Saturday, April 28, 2007


Thought I should bring up the awwww factor on my blog and how can you go wrong with Jack-Jack from The Incredibles?

Thursday, April 26, 2007

From the Sketchbook

Below are some subway sketches I did on the way home from work. I am happy to announce I haven't been caught or confronted by any angry commuters since that last incident.

And here's some sketches from a day at Tibbetts Brook Park here in Yonkers, NY. I grew up going to summer camp here.

I figured it's a good place to draw children from life (probably the ultimate challenge in life drawing since you feel like you're trying to draw the wind). I think one woman caught on that I was drawing her baby niece, but she only smiled. I guess she was happy to see that someone was capturing this everyday but precious moment on paper and preserving it.

Wednesday, April 25, 2007

Yes, I'm Still Here

Been very busy taking animation design tests. Lots of drawing and whatnot, but I can't post it here because of confidentiality and all that jazz. I have been able to steal away some time for my own work, so here's the roughs for my contribution to Illustration Friday for this week. The word this week is 'polar'.

I'll explain more about the subject matter later. For now, just check out the roughs, let me know if you like it, if you hate it, whatever. Thanks!

Sunday, April 8, 2007

If You're Not Making Mistakes, You're Not Making ANYTHING

Thank you Grant! His comment on my last post was exactly what I needed to hear! He reminded me of Tony Christov's 1-2-3 principle. Quite simply, it's the idea of first read-second read-third read. In a good illustration, you want three main elements, each with distinct levels of importance. My problem with my previous post is you couldn't tell what was most important. So with that in mind, here's the original.

And here it is again after I was reminded of the 1-2-3 rule.

See the difference? On the first attempt, you couldn't clearly see the rider's silhouette, thus destroying the readability. The main culprit was the combination of the dragon's body being far too dark and contrasting considering how far away it was and the ambient darkness. By reducing the amount of darks everywhere except the dragon's head, the samurai and the dragon's neck (the 1-2-3 elements), suddenly everything makes more sense.

I hope this post clearly demonstrates the importance of design and composition. All the draftsmanship and detailing in the world can mean nothing if your painting is a big muddy mess.

The other thing it teaches me is that I've been doing too much in a vacuum.
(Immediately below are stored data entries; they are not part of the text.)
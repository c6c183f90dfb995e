pub mod access;
pub mod api;
pub mod dns;
pub mod encoding;
pub mod headers;
pub mod image;
pub mod latency;
pub mod proxy;
pub mod redirect;
pub mod tls;

use crate::core::errors::ProbeFailure;
use crate::core::result::Outcome;
use crate::core::target::TargetDescriptor;
use async_trait::async_trait;
use std::net::IpAddr;
use std::time::Duration;

pub(crate) const PROBE_USER_AGENT: &str = concat!("imgprobe/", env!("CARGO_PKG_VERSION"));

/// One independent diagnostic check. Probes share nothing but the read-only
/// target and context; running one twice with the same target is consistent
/// modulo transient network state.
#[async_trait]
pub trait Probe: Send + Sync {
    /// Stable identity. Report consumers and the retry controller key on it;
    /// renaming one is a breaking change.
    fn identity(&self) -> &'static str;

    /// Whether this probe can run at all for the given target. A false
    /// predicate yields a Skipped result, never a Failed one.
    fn applicable(&self, _target: &TargetDescriptor) -> bool {
        true
    }

    /// Wall-clock budget the orchestrator enforces around `run`.
    fn timeout(&self, target: &TargetDescriptor) -> Duration {
        target.probe_timeout
    }

    async fn run(&self, target: &TargetDescriptor, ctx: &ProbeContext) -> Outcome;
}

/// Shared read-only resources for probe execution: one verifying client and
/// one that surfaces redirects instead of following them.
pub struct ProbeContext {
    http: reqwest::Client,
    no_redirect: reqwest::Client,
}

impl ProbeContext {
    pub fn new() -> Self {
        let http = reqwest::Client::builder()
            .build()
            .expect("failed to build HTTP client");
        let no_redirect = reqwest::Client::builder()
            .redirect(reqwest::redirect::Policy::none())
            .build()
            .expect("failed to build HTTP client");
        Self { http, no_redirect }
    }

    pub fn client(&self) -> &reqwest::Client {
        &self.http
    }

    pub fn no_redirect_client(&self) -> &reqwest::Client {
        &self.no_redirect
    }
}

impl Default for ProbeContext {
    fn default() -> Self {
        Self::new()
    }
}

/// Map a transport-layer error onto the failure taxonomy. The deepest cause
/// in the source chain carries the useful message; reqwest's outer layers
/// only say "error sending request".
pub(crate) fn classify(err: &reqwest::Error, budget: Duration) -> ProbeFailure {
    if err.is_timeout() {
        return ProbeFailure::Timeout(budget.as_secs());
    }
    let root = root_cause(err);
    let lower = root.to_lowercase();
    if lower.contains("certificate")
        || lower.contains("handshake")
        || lower.contains("tls")
        || lower.contains("ssl")
    {
        return ProbeFailure::Tls(root);
    }
    if lower.contains("dns") || lower.contains("resolve") || lower.contains("name or service") {
        return ProbeFailure::Resolution(root);
    }
    if err.is_decode() || err.is_body() {
        return ProbeFailure::Decode(root);
    }
    ProbeFailure::Transport(root)
}

pub(crate) fn root_cause(err: &reqwest::Error) -> String {
    let mut cause: &dyn std::error::Error = err;
    while let Some(next) = cause.source() {
        cause = next;
    }
    cause.to_string()
}

pub(crate) async fn resolve_host(host: &str) -> Result<Vec<IpAddr>, ProbeFailure> {
    match tokio::net::lookup_host((host, 0u16)).await {
        Ok(addrs) => {
            let ips: Vec<IpAddr> = addrs.map(|a| a.ip()).collect();
            if ips.is_empty() {
                Err(ProbeFailure::Resolution(format!("no addresses for {host}")))
            } else {
                Ok(ips)
            }
        }
        Err(e) => Err(ProbeFailure::Resolution(e.to_string())),
    }
}

pub(crate) fn require_host(target: &TargetDescriptor) -> Result<String, ProbeFailure> {
    target
        .host()
        .map(str::to_string)
        .ok_or_else(|| ProbeFailure::Resolution("resource URL has no hostname".into()))
}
I will cut myself some slack since I've moved away from San Francisco (and my community of artists) and returning to New York (where I have yet to reestablish a community). Doing all my work on my own with practically no feedback until after I've finished results in frustration and needless work. From this point on, I'll be sure to start posting thumbnails, etc. more often.

The image of the artist as a lonely, tragic (and mentally questionable) recluse is romantic and all, but for our purposes, useless and self-defeating. Art is not just a profession, it's community.

Saturday, April 7, 2007

The Proper Way to Kill the Dragon, Save the Princess and Still Come Out Alive

Yay, finally something to post! I've been so busy with animation tests along with my website. The annoying thing about animation tests is that you work so hard for no compensation, and on top of that, you can't even post the work you did because said work is now property of the studio you're applying to. The really kicker is that the company said thanks but no thanks. Well, back to square one.

Anyway, this was a piece I started a while ago, but finally just finished.

I think it came out okay. I'm worried it has issues of readability. I'll probably continue to touch up on it, but I really wanted to just post it already. Let me know what you think.